ABOUT THIS EXERCISE:
Nothing but the lines from the one containing "none is given." through the one containing "fn write(&self, path: &Path, header: Option<String>)", both included, should be given again, each exactly as written below.

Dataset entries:
^^^^

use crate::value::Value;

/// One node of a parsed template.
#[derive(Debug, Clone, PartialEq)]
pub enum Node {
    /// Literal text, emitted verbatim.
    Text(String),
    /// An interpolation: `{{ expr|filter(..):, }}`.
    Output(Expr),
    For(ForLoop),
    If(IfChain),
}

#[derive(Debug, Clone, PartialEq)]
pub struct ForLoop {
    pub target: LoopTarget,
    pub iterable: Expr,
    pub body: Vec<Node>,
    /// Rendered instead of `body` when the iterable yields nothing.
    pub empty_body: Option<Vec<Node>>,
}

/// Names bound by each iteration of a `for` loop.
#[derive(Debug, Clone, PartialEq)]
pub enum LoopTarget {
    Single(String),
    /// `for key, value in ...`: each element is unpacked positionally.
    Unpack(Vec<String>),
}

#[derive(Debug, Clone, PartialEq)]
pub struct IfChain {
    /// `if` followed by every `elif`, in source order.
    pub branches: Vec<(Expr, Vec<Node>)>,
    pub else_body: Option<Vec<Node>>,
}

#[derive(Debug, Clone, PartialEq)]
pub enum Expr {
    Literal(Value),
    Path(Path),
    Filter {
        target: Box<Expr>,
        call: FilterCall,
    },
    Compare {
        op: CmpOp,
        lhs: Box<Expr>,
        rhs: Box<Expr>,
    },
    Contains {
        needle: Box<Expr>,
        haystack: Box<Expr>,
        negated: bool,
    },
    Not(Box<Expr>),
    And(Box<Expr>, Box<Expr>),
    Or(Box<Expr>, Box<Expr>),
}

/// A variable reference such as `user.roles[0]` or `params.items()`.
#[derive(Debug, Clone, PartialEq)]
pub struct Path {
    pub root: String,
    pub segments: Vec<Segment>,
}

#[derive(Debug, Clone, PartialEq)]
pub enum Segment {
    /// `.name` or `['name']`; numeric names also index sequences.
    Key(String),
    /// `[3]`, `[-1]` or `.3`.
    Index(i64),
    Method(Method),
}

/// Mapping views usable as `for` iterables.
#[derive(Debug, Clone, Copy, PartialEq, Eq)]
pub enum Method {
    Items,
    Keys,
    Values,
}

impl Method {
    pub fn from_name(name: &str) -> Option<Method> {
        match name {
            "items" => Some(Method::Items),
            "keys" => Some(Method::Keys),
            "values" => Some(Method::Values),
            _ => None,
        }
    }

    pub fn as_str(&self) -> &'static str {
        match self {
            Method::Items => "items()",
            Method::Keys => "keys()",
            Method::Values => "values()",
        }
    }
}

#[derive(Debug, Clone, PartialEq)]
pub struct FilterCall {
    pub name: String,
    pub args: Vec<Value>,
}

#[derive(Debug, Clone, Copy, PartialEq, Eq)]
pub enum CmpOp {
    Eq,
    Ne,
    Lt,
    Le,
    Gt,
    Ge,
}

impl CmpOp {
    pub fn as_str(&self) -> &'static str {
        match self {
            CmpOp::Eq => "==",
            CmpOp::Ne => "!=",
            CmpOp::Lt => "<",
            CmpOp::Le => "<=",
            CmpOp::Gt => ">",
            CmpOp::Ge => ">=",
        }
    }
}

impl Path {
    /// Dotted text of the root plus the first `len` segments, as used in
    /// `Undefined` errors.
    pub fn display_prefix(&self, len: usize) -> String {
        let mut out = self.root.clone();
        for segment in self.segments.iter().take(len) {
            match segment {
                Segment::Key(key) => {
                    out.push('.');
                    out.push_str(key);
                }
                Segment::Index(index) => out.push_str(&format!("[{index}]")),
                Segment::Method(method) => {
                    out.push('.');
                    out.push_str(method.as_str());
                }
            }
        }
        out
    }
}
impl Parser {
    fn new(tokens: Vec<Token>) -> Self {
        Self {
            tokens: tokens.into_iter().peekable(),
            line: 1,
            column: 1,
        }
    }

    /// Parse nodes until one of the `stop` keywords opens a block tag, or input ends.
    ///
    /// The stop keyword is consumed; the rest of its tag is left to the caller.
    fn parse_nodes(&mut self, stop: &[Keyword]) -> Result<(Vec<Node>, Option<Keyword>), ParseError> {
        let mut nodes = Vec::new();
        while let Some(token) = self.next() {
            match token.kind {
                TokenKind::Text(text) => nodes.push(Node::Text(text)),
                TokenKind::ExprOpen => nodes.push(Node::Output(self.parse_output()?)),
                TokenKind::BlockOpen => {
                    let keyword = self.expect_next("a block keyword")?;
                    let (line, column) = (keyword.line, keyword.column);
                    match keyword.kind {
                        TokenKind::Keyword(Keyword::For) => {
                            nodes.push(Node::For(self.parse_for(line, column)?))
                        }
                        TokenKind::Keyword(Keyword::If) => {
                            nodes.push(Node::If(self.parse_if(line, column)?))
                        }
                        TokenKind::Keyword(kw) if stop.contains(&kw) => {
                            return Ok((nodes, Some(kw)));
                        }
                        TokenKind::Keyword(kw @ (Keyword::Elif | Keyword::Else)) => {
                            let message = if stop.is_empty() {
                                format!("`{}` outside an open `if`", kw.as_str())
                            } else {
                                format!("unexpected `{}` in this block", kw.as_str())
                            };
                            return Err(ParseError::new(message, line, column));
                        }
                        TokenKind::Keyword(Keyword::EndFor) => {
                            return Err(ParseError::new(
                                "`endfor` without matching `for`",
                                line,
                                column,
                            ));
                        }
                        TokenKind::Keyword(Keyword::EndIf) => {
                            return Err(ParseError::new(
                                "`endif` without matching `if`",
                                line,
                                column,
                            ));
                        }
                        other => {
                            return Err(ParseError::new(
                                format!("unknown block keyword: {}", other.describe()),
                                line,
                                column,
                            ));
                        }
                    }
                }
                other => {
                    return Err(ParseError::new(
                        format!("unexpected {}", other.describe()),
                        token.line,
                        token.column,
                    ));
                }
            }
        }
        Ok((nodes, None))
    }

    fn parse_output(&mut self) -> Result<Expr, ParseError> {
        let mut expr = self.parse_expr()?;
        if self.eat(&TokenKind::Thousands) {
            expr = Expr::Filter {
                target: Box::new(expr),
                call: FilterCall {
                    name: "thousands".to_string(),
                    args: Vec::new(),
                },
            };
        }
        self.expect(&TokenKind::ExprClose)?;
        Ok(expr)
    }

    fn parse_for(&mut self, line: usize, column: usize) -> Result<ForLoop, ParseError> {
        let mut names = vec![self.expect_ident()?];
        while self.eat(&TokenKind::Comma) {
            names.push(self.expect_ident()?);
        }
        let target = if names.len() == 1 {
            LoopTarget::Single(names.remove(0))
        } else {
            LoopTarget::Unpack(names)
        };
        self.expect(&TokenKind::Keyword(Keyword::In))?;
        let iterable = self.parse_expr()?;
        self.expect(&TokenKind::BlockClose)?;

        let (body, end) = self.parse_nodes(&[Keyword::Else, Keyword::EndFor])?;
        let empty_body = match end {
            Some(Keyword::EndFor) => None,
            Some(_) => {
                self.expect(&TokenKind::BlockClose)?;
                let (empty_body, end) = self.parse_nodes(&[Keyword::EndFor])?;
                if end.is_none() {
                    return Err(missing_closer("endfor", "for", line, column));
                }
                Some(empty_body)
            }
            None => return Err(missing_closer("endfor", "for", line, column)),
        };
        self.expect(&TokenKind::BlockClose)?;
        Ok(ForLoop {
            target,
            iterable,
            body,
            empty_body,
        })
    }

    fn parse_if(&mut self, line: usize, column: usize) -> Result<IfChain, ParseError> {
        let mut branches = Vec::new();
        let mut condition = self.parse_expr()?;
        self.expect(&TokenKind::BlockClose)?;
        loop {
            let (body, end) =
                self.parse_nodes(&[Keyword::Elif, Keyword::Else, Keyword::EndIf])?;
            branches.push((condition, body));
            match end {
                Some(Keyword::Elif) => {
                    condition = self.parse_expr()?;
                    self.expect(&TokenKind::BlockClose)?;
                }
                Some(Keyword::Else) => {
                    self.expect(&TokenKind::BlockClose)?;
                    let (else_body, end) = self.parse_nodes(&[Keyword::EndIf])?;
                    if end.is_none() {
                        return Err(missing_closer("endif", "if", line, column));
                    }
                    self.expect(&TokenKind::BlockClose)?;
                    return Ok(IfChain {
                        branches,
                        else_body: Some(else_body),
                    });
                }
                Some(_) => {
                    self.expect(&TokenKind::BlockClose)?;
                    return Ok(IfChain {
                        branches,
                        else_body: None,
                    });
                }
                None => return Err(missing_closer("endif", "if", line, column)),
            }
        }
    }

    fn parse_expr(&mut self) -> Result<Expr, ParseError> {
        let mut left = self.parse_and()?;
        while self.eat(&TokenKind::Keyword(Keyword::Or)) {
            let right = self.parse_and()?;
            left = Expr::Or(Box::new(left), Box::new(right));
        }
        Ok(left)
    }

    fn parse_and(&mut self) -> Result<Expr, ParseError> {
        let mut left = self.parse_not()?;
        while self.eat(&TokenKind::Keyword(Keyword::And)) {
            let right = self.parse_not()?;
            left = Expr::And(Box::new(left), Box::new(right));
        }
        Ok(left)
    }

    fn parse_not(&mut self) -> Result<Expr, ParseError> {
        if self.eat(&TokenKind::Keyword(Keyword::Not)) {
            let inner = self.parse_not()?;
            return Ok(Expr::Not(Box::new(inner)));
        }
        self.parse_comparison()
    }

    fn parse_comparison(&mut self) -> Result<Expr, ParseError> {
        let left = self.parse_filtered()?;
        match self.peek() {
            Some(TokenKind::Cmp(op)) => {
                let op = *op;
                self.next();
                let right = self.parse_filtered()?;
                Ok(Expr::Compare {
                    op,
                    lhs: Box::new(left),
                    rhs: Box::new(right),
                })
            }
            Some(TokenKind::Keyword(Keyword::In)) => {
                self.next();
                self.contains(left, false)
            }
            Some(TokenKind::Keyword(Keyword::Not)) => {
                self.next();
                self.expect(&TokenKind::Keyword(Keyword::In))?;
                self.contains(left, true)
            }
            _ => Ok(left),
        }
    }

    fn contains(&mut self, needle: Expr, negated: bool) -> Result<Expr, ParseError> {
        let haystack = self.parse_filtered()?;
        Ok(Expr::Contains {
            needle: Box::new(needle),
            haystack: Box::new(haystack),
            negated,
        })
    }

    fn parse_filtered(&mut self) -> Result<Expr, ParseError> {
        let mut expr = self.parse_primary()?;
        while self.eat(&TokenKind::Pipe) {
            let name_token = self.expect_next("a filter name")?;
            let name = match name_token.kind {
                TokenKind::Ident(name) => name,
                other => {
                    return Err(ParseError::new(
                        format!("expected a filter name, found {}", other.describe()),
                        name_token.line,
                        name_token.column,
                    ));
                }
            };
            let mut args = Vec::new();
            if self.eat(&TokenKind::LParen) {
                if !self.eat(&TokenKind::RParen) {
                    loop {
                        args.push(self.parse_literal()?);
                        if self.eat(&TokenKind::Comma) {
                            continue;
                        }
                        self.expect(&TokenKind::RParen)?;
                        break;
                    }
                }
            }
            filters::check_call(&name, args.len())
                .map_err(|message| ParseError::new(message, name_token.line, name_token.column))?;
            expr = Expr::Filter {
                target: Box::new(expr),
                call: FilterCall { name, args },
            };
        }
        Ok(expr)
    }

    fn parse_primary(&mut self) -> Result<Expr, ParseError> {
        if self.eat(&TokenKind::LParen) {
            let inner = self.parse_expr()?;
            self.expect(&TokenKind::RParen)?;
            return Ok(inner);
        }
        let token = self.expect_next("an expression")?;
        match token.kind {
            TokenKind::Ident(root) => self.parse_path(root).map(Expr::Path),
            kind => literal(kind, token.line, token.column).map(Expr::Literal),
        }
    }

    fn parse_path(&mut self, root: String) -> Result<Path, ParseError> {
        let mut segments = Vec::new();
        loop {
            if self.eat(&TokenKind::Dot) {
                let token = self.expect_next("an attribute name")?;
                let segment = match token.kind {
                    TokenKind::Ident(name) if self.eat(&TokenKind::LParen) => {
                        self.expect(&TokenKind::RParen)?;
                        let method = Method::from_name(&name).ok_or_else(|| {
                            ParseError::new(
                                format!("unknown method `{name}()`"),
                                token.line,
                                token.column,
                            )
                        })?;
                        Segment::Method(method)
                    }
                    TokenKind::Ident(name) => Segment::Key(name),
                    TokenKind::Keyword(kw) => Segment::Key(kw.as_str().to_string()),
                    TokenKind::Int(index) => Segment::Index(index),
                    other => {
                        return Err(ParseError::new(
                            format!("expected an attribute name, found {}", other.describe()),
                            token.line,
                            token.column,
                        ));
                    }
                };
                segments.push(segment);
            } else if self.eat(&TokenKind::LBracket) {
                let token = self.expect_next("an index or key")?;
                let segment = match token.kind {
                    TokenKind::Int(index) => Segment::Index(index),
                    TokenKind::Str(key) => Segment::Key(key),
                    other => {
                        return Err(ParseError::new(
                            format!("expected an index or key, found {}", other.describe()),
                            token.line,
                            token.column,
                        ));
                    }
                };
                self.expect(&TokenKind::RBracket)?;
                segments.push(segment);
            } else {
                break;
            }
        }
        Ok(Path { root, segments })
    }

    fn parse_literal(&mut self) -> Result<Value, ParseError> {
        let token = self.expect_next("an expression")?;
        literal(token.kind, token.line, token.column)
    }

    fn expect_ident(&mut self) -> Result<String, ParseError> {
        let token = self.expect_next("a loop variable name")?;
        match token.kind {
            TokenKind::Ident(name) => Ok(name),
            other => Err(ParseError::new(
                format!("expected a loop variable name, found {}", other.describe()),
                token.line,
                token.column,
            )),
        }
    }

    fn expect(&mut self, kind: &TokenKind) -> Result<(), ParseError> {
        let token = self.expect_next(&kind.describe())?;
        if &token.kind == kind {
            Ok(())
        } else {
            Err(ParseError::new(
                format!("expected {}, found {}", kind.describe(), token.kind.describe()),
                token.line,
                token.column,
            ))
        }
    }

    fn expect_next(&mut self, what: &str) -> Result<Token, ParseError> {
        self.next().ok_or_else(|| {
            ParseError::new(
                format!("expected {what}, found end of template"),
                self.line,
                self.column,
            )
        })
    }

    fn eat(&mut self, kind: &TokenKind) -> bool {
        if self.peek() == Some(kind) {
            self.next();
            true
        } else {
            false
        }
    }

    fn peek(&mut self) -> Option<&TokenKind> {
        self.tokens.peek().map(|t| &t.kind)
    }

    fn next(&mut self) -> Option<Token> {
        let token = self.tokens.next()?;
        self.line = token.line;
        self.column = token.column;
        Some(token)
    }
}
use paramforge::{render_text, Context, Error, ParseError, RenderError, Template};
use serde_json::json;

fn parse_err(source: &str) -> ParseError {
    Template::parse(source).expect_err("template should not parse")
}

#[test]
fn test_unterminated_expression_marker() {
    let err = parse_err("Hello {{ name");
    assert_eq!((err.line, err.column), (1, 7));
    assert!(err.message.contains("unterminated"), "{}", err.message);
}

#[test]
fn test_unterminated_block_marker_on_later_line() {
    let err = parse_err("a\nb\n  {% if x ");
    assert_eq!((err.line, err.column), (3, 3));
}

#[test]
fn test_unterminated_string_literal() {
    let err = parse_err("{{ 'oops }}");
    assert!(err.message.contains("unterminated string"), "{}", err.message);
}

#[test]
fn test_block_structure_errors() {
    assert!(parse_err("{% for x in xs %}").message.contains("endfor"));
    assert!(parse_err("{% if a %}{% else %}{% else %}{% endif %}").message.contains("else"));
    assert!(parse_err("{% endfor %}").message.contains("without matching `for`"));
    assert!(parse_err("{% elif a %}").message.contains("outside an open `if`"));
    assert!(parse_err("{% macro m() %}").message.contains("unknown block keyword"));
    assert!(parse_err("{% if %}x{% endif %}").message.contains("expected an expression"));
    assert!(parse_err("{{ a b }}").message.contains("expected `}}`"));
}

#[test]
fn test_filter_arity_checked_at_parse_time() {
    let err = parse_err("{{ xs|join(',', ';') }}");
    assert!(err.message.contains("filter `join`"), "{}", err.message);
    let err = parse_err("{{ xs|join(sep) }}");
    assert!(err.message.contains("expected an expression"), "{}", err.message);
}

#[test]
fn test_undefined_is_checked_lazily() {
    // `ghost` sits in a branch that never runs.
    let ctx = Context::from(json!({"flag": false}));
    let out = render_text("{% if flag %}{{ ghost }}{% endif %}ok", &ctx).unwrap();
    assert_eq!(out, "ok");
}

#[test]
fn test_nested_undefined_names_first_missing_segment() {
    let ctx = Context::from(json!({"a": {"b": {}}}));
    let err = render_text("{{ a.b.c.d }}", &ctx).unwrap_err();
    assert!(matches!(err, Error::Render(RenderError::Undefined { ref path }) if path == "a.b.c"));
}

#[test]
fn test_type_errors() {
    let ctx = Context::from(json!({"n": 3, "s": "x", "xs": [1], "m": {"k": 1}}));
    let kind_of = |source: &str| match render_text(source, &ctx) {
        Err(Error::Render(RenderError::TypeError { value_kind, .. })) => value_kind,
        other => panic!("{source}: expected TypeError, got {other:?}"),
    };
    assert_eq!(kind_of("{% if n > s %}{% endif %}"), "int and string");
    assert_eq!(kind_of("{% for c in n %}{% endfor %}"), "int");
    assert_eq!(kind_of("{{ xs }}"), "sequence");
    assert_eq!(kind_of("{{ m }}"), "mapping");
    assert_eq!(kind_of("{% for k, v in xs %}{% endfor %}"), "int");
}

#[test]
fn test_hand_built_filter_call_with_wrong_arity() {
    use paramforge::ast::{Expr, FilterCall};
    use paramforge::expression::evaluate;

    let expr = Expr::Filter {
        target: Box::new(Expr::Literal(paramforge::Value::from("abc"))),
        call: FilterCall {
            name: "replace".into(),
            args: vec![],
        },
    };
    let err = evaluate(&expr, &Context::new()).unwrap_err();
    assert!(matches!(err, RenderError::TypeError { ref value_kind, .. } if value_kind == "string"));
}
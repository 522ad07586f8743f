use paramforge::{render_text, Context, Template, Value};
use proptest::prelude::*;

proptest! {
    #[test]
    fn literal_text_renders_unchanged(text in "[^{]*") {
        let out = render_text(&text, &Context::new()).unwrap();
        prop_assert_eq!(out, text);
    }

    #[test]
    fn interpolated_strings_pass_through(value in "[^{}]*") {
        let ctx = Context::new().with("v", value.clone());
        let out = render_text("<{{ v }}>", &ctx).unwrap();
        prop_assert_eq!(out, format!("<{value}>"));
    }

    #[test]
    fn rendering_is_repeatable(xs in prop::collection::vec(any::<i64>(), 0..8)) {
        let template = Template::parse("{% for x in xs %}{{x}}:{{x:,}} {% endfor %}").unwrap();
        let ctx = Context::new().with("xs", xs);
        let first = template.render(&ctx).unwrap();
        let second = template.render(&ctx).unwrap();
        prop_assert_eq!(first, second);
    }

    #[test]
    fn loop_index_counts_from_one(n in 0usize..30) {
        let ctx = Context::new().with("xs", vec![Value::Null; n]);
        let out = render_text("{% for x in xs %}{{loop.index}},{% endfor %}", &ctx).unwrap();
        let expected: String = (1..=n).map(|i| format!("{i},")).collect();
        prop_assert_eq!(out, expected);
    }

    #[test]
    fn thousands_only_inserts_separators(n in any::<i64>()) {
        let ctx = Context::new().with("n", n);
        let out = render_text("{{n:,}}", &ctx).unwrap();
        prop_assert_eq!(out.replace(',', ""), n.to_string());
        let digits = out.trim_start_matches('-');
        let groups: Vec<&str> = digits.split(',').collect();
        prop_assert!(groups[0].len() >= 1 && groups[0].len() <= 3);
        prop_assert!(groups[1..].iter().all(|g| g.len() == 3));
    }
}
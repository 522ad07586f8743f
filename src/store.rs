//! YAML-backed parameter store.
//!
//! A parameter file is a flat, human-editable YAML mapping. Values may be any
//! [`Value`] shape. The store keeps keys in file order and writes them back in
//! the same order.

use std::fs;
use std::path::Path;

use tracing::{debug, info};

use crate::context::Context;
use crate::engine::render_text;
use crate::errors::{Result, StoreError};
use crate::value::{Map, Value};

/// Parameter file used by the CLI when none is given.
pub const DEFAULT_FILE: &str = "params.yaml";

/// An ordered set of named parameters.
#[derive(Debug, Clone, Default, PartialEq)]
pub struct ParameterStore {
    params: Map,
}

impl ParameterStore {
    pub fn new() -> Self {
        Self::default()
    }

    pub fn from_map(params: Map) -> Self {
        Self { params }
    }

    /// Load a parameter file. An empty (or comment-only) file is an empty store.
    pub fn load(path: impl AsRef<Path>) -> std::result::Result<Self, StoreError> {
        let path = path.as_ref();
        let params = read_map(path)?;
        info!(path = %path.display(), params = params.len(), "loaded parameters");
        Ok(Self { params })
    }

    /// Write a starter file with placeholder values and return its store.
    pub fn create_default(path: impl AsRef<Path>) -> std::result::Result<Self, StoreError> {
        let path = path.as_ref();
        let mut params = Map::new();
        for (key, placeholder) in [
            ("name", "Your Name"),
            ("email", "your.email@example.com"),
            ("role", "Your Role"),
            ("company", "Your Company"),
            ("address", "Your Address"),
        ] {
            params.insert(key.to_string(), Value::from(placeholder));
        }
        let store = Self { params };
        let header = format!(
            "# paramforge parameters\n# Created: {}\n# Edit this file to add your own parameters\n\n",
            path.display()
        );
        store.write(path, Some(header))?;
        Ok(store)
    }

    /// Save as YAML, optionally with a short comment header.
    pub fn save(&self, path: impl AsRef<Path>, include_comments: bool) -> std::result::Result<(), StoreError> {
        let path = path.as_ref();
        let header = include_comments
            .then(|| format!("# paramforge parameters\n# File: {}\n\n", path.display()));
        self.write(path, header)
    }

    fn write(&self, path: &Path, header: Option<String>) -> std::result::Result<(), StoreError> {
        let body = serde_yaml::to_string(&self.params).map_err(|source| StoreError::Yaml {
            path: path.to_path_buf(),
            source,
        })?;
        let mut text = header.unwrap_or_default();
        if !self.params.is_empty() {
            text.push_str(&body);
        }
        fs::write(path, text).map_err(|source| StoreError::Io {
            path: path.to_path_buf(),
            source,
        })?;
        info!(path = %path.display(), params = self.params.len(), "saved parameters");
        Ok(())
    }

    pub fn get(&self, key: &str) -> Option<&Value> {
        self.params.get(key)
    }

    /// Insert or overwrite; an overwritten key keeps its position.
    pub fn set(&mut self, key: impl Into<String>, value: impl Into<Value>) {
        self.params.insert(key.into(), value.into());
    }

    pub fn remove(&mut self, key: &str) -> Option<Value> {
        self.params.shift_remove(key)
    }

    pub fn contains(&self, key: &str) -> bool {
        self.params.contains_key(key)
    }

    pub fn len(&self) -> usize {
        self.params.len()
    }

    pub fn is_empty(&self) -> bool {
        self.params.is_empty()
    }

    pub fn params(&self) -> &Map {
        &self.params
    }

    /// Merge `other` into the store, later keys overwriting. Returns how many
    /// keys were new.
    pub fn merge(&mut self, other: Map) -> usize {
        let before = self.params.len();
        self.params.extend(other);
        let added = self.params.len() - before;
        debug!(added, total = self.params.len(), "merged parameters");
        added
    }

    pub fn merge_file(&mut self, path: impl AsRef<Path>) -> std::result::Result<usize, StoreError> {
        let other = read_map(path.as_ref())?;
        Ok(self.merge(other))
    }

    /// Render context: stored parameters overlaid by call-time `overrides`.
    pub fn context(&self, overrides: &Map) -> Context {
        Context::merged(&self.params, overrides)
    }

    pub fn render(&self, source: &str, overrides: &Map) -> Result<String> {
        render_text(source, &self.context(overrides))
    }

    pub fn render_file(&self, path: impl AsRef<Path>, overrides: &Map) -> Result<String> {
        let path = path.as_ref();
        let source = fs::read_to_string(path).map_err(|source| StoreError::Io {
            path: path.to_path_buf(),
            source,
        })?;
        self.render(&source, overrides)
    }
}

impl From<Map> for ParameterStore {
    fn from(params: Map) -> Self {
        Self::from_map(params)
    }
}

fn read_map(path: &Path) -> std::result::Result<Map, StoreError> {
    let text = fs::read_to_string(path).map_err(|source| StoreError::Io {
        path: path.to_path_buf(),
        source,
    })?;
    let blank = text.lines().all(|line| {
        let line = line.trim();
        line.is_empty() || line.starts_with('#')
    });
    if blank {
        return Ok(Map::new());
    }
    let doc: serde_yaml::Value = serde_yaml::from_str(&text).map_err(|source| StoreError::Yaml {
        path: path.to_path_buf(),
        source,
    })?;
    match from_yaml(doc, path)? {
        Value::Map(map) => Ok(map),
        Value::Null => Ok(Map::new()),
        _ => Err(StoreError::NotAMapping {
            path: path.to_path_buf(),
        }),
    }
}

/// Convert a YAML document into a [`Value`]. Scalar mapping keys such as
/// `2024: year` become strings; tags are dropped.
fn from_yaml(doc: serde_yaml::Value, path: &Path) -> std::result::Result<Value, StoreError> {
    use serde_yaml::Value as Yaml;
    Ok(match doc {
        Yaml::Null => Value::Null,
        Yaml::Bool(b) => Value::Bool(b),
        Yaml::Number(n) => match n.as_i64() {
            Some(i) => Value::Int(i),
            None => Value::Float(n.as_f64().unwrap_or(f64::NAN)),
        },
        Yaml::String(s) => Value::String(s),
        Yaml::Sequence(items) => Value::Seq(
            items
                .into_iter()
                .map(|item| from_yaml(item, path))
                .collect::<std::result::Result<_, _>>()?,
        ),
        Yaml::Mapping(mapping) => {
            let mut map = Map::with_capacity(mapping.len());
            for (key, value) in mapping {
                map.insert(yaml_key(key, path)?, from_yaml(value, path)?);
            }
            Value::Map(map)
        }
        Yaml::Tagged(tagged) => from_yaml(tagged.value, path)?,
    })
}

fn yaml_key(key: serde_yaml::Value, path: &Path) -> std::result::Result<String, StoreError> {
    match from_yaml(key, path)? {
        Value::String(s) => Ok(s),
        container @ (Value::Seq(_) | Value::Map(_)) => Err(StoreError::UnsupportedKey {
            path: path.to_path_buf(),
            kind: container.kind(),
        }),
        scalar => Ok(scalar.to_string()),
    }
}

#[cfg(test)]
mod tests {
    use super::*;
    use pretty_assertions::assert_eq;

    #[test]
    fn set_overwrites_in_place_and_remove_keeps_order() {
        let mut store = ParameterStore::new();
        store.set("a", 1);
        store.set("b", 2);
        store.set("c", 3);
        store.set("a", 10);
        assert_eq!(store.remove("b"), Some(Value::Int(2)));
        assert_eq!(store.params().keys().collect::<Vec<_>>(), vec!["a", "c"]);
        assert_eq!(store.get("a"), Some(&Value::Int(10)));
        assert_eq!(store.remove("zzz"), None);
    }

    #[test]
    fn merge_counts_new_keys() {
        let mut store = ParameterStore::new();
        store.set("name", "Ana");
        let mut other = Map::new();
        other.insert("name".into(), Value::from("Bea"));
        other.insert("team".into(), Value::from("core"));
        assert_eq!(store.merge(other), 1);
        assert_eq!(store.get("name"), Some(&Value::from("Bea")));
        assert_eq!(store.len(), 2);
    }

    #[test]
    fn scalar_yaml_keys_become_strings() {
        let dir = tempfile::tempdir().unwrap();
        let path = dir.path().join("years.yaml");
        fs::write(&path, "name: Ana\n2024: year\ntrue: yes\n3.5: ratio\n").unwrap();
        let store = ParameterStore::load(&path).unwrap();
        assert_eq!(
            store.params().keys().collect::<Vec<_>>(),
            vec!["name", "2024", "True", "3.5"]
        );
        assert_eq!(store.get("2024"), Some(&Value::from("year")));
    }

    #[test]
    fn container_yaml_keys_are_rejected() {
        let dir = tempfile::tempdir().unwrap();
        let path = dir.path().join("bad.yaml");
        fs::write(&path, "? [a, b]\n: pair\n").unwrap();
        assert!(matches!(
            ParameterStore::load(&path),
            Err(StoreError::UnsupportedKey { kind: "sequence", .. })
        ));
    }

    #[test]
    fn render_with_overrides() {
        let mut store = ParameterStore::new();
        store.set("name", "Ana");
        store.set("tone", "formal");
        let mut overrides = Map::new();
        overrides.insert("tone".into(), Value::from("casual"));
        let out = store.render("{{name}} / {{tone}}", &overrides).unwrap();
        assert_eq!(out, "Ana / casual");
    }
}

^^^^

SOLUTION TO THE PROBLEM:
/// Parameter file used by the CLI when none is given.
pub const DEFAULT_FILE: &str = "params.yaml";

/// An ordered set of named parameters.
#[derive(Debug, Clone, Default, PartialEq)]
pub struct ParameterStore {
    params: Map,
}

impl ParameterStore {
    pub fn new() -> Self {
        Self::default()
    }

    pub fn from_map(params: Map) -> Self {
        Self { params }
    }

    /// Load a parameter file. An empty (or comment-only) file is an empty store.
    pub fn load(path: impl AsRef<Path>) -> std::result::Result<Self, StoreError> {
        let path = path.as_ref();
        let params = read_map(path)?;
        info!(path = %path.display(), params = params.len(), "loaded parameters");
        Ok(Self { params })
    }

    /// Write a starter file with placeholder values and return its store.
    pub fn create_default(path: impl AsRef<Path>) -> std::result::Result<Self, StoreError> {
        let path = path.as_ref();
        let mut params = Map::new();
        for (key, placeholder) in [
            ("name", "Your Name"),
            ("email", "your.email@example.com"),
            ("role", "Your Role"),
            ("company", "Your Company"),
            ("address", "Your Address"),
        ] {
            params.insert(key.to_string(), Value::from(placeholder));
        }
        let store = Self { params };
        let header = format!(
            "# paramforge parameters\n# Created: {}\n# Edit this file to add your own parameters\n\n",
            path.display()
        );
        store.write(path, Some(header))?;
        Ok(store)
    }

    /// Save as YAML, optionally with a short comment header.
    pub fn save(&self, path: impl AsRef<Path>, include_comments: bool) -> std::result::Result<(), StoreError> {
        let path = path.as_ref();
        let header = include_comments
            .then(|| format!("# paramforge parameters\n# File: {}\n\n", path.display()));
        self.write(path, header)
    }

    fn write(&self, path: &Path, header: Option<String>) -> std::result::Result<(), StoreError> {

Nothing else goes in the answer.